Let’s take a quick look at our data now using an interactive map with the {mapview} package. Here flowline color is scaled by the stream order (stream size).

m1 <- mapview(yose, col.regions="black", cex=6, layer.name="Start Point") + 
  mapview(yose_streams, zcol="streamorde", legend=TRUE, layer.name="Stream <br> Order") + 
  mapview(yose_us_gages, col.regions="orange", layer.name="U/S Gage") +
    mapview(yose_ds_gages, col.regions="maroon", layer.name="D/S Gages")

# add a measurement tool
m1@map %>% leaflet::addMeasure(primaryLengthUnit = "kilometers") %>%
  leaflet.extras::addFullscreenControl(position = "topleft")

Mapview1

Get Euclidean Distances between Gages

If we want to do a quick approximation of distances between points, there are some quick tools we can use. This is mainly to demonstrate these tools functionality, as you can see the actual river distance is likely much larger than what is calculated here. We’ll use this to compare with the next section.

Here we can use nearest neighbor distances to calculate euclidean distances between points (or USGS gages in our example). The {nngeo} package and the nn2 function are one good way to do this. First we need to project our data, since the nn2 requires projected data. Then we can use our interactive map above and click on the most downstream point to find out what the gage ID is (USGS-11337190). We’ll use this to assess how far the most downstream gage is from the most upstream gage in our dataset.

# need these
library(nngeo)

# Project first (to ensure using nngeo::nn2, otherwise lat/lon is similar to st_distance)
merced_us_gage <- st_transform(yose_us_gages, 26910)

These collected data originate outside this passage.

//! Settings file management

use std::path::PathBuf;
use std::time::Duration;

use serde::{Deserialize, Serialize};

use crate::errors::OrchestratorError;
use crate::logs::LogLevel;
use crate::readiness::ReadinessOptions;
use crate::remote::{SshTarget, Target};

/// stackpilot settings
#[derive(Debug, Clone, Default, Serialize, Deserialize)]
pub struct Settings {
    /// Log level
    #[serde(default)]
    pub log_level: LogLevel,

    /// Host the application stack runs on
    #[serde(default)]
    pub target: TargetSettings,

    /// Application stack layout on the target
    #[serde(default)]
    pub app: AppSettings,

    /// Cloud provisioning
    #[serde(default)]
    pub cloud: CloudSettings,

    /// Managed-application control plane, used by local deployments
    #[serde(default)]
    pub managed: Option<ManagedSettings>,

    /// Readiness polling bounds
    #[serde(default)]
    pub readiness: ReadinessSettings,

    /// Update behaviour
    #[serde(default)]
    pub update: UpdateSettings,
}

impl Settings {
    /// SSH target from the configured host, if any
    pub fn ssh_target(&self) -> Result<Target, OrchestratorError> {
        let host = self
            .target
            .host
            .clone()
            .filter(|h| !h.trim().is_empty())
            .ok_or_else(|| OrchestratorError::ConfigError("target.host is not set".to_string()))?;
        let mut ssh = SshTarget::new(host, self.target.user.clone());
        ssh.port = self.target.port;
        ssh.identity_file = self.target.identity_file.clone();
        Ok(Target::Ssh(ssh))
    }
}

fn default_true() -> bool {
    true
}

/// SSH target settings
#[derive(Debug, Clone, Serialize, Deserialize)]
pub struct TargetSettings {
    #[serde(default)]
    pub host: Option<String>,

    #[serde(default = "default_user")]
    pub user: String,

    #[serde(default = "default_port")]
    pub port: u16,

    #[serde(default)]
    pub identity_file: Option<PathBuf>,

    /// Bound on SSH connection establishment
    #[serde(default = "default_connect_timeout")]
    pub connect_timeout_secs: u64,
}

fn default_user() -> String {
    "root".to_string()
}

fn default_port() -> u16 {
    22
}

fn default_connect_timeout() -> u64 {
    10
}

impl Default for TargetSettings {
    fn default() -> Self {
        Self {
            host: None,
            user: default_user(),
            port: default_port(),
            identity_file: None,
            connect_timeout_secs: default_connect_timeout(),
        }
    }
}

/// Database service settings
#[derive(Debug, Clone, Serialize, Deserialize)]
pub struct DatabaseSettings {
    #[serde(default = "default_db_service")]
    pub service: String,

    #[serde(default = "default_db_user")]
    pub user: String,

    #[serde(default = "default_db_name")]
    pub name: String,
}

fn default_db_service() -> String {
    "db".to_string()
}

fn default_db_user() -> String {
    "postgres".to_string()
}

fn default_db_name() -> String {
    "app".to_string()
}

impl Default for DatabaseSettings {
    fn default() -> Self {
        Self {
            service: default_db_service(),
            user: default_db_user(),
            name: default_db_name(),
        }
    }
}

/// Application stack settings
#[derive(Debug, Clone, Serialize, Deserialize)]
pub struct AppSettings {
    /// Directory on the target holding the compose project
    #[serde(default = "default_remote_dir")]
    pub remote_dir: String,

    /// Compose project name
    #[serde(default = "default_project_name")]
    pub project_name: String,

    /// Local compose file shipped to the target
    #[serde(default = "default_compose_file")]
    pub compose_file: PathBuf,

    /// Directory on the target holding backups
    #[serde(default = "default_backup_root")]
    pub backup_root: String,

    /// Service whose image tag is the application version
    #[serde(default = "default_app_service")]
    pub app_service: String,

    #[serde(default)]
    pub database: DatabaseSettings,

    /// In-memory store service
    #[serde(default = "default_cache_service")]
    pub cache_service: String,

    /// Data directories, relative to `remote_dir`
    #[serde(default = "default_data_dirs")]
    pub data_dirs: Vec<String>,

    /// Configuration files, relative to `remote_dir`
    #[serde(default = "default_config_files")]
    pub config_files: Vec<String>,

    /// Command run on the target that exits zero when the application is healthy
    #[serde(default = "default_health_command")]
    pub health_command: String,

    /// Commands run inside the app service after containers are up (migrations, cache priming)
    #[serde(default)]
    pub post_update_commands: Vec<String>,
}

fn default_remote_dir() -> String {
    "/opt/stackpilot/app".to_string()
}

fn default_project_name() -> String {
    "stackpilot".to_string()
}

fn default_compose_file() -> PathBuf {
    PathBuf::from("compose.yaml")
}

fn default_backup_root() -> String {
    "/opt/stackpilot/backups".to_string()
}

fn default_app_service() -> String {
    "app".to_string()
}

fn default_cache_service() -> String {
    "redis".to_string()
}

fn default_data_dirs() -> Vec<String> {
    vec!["data".to_string()]
}

fn default_config_files() -> Vec<String> {
    vec!["compose.yaml".to_string(), ".env".to_string()]
}

fn default_health_command() -> String {
    "curl -fsS --max-time 5 http://localhost/health".to_string()
}

impl Default for AppSettings {
    fn default() -> Self {
        Self {
            remote_dir: default_remote_dir(),
            project_name: default_project_name(),
            compose_file: default_compose_file(),
            backup_root: default_backup_root(),
            app_service: default_app_service(),
            database: DatabaseSettings::default(),
            cache_service: default_cache_service(),
            data_dirs: default_data_dirs(),
            config_files: default_config_files(),
            health_command: default_health_command(),
            post_update_commands: Vec::new(),
        }
    }
}

/// Cloud provisioning settings
#[derive(Debug, Clone, Serialize, Deserialize)]
pub struct CloudSettings {
    #[serde(default)]
    pub subscription_id: String,

    #[serde(default = "default_location")]
    pub location: String,

    /// Prefix for every resource name
    #[serde(default = "default_base_name")]
    pub base_name: String,

    #[serde(default = "default_instance_size")]
    pub instance_size: String,

    #[serde(default = "default_image")]
    pub image: String,

    #[serde(default = "default_admin_username")]
    pub admin_username: String,

    #[serde(default)]
    pub ssh_public_key_path: Option<PathBuf>,

    #[serde(default)]
    pub ssh_private_key_path: Option<PathBuf>,

    /// Base URL of the control-plane REST API
    #[serde(default = "default_api_base_url")]
    pub api_base_url: String,

    /// Command-line tool used when the API backend is unavailable
    #[serde(default = "default_cli_program")]
    pub cli_program: String,
}

fn default_location() -> String {
    "eastus".to_string()
}

fn default_base_name() -> String {
    "stackpilot".to_string()
}

fn default_instance_size() -> String {
    "Standard_B2s".to_string()
}

fn default_image() -> String {
    "Ubuntu2204".to_string()
}

fn default_admin_username() -> String {
    "stackpilot".to_string()
}

fn default_api_base_url() -> String {
    "https://management.azure.com".to_string()
}

fn default_cli_program() -> String {
    "az".to_string()
}

impl Default for CloudSettings {
    fn default() -> Self {
        Self {
            subscription_id: String::new(),
            location: default_location(),
            base_name: default_base_name(),
            instance_size: default_instance_size(),
            image: default_image(),
            admin_username: default_admin_username(),
            ssh_public_key_path: None,
            ssh_private_key_path: None,
            api_base_url: default_api_base_url(),
            cli_program: default_cli_program(),
        }
    }
}

/// Managed-application control plane settings
#[derive(Debug, Clone, Serialize, Deserialize)]
pub struct ManagedSettings {
    pub base_url: String,
    pub application_id: String,
}

/// Readiness polling settings, in seconds
#[derive(Debug, Clone, Serialize, Deserialize)]
pub struct ReadinessSettings {
    #[serde(default = "default_interval")]
    pub interval_secs: u64,

    #[serde(default = "default_instance_deadline")]
    pub instance_deadline_secs: u64,

    #[serde(default = "default_ssh_deadline")]
    pub ssh_deadline_secs: u64,

    #[serde(default = "default_services_deadline")]
    pub services_deadline_secs: u64,

    #[serde(default = "default_deployment_deadline")]
    pub deployment_deadline_secs: u64,
}

fn default_interval() -> u64 {
    5
}

fn default_instance_deadline() -> u64 {
    600
}

fn default_ssh_deadline() -> u64 {
    300
}

fn default_services_deadline() -> u64 {
    300
}

fn default_deployment_deadline() -> u64 {
    900
}

impl ReadinessSettings {
    fn options(&self, deadline_secs: u64) -> ReadinessOptions {
        ReadinessOptions::new(
            Duration::from_secs(self.interval_secs.max(1)),
            Duration::from_secs(deadline_secs),
        )
    }

    pub fn instance(&self) -> ReadinessOptions {
        self.options(self.instance_deadline_secs)
    }

    pub fn ssh(&self) -> ReadinessOptions {
        self.options(self.ssh_deadline_secs)
    }

    pub fn services(&self) -> ReadinessOptions {
        self.options(self.services_deadline_secs)
    }

    pub fn deployment(&self) -> ReadinessOptions {
        self.options(self.deployment_deadline_secs)
    }
}

impl Default for ReadinessSettings {
    fn default() -> Self {
        Self {
            interval_secs: default_interval(),
            instance_deadline_secs: default_instance_deadline(),
            ssh_deadline_secs: default_ssh_deadline(),
            services_deadline_secs: default_services_deadline(),
            deployment_deadline_secs: default_deployment_deadline(),
        }
    }
}

/// Update settings
#[derive(Debug, Clone, Serialize, Deserialize)]
pub struct UpdateSettings {
    /// Restore the pre-update backup when the update or its verification fails
    #[serde(default = "default_true")]
    pub auto_rollback: bool,
}

impl Default for UpdateSettings {
    fn default() -> Self {
        Self {
            auto_rollback: true,
        }
    }
}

# get the most downstream gage (find ID using mapview map)
merced_ds_gage <- yose_ds_gages %>% filter(identifier=="USGS-11337190") %>% st_transform(26910)

# calculate the max euclidean (straight line) distance in meters
max_gage_dist <- st_nn(merced_ds_gage, merced_us_gage, returnDist = TRUE, progress = FALSE) 

# now convert this measurement to km
measurements::conv_unit(max_gage_dist$dist[[1]], "m", "km")
## [1] 190.7227

Measuring the same distance between our most upstream USGS gage (Happy Isles) and the most downstream gage (San Joaquin at Jersey Point), I got a distance of 190.7 km. So all in all, I’d say we are doing well. The difference is likely due to slight differences in the projection of the mapview map as well as any innaccuracies associated with where we clicked on the points on the map. Let’s move on and try to do this using the actual river distance (along the flowlines).

Snap Points to Lines

Great, now let’s snap our points to lines, and then calculate the river distance between the most upstream and most downstream USGS gage. First, because of some interesting issues relating to precision and rounding, even though we think our points may be on a line, in actuality, they may not be. Check out this Stack Overflow thread. The basic premise is that even if a point is infinitesimally close to a line, it may look like it intersects with the line, but in fact there is some tolerance or precision level that negates this. The easiest work-around is to buffer or adjust the tolerance of the intersection, so that the point will indeed intersect with the line.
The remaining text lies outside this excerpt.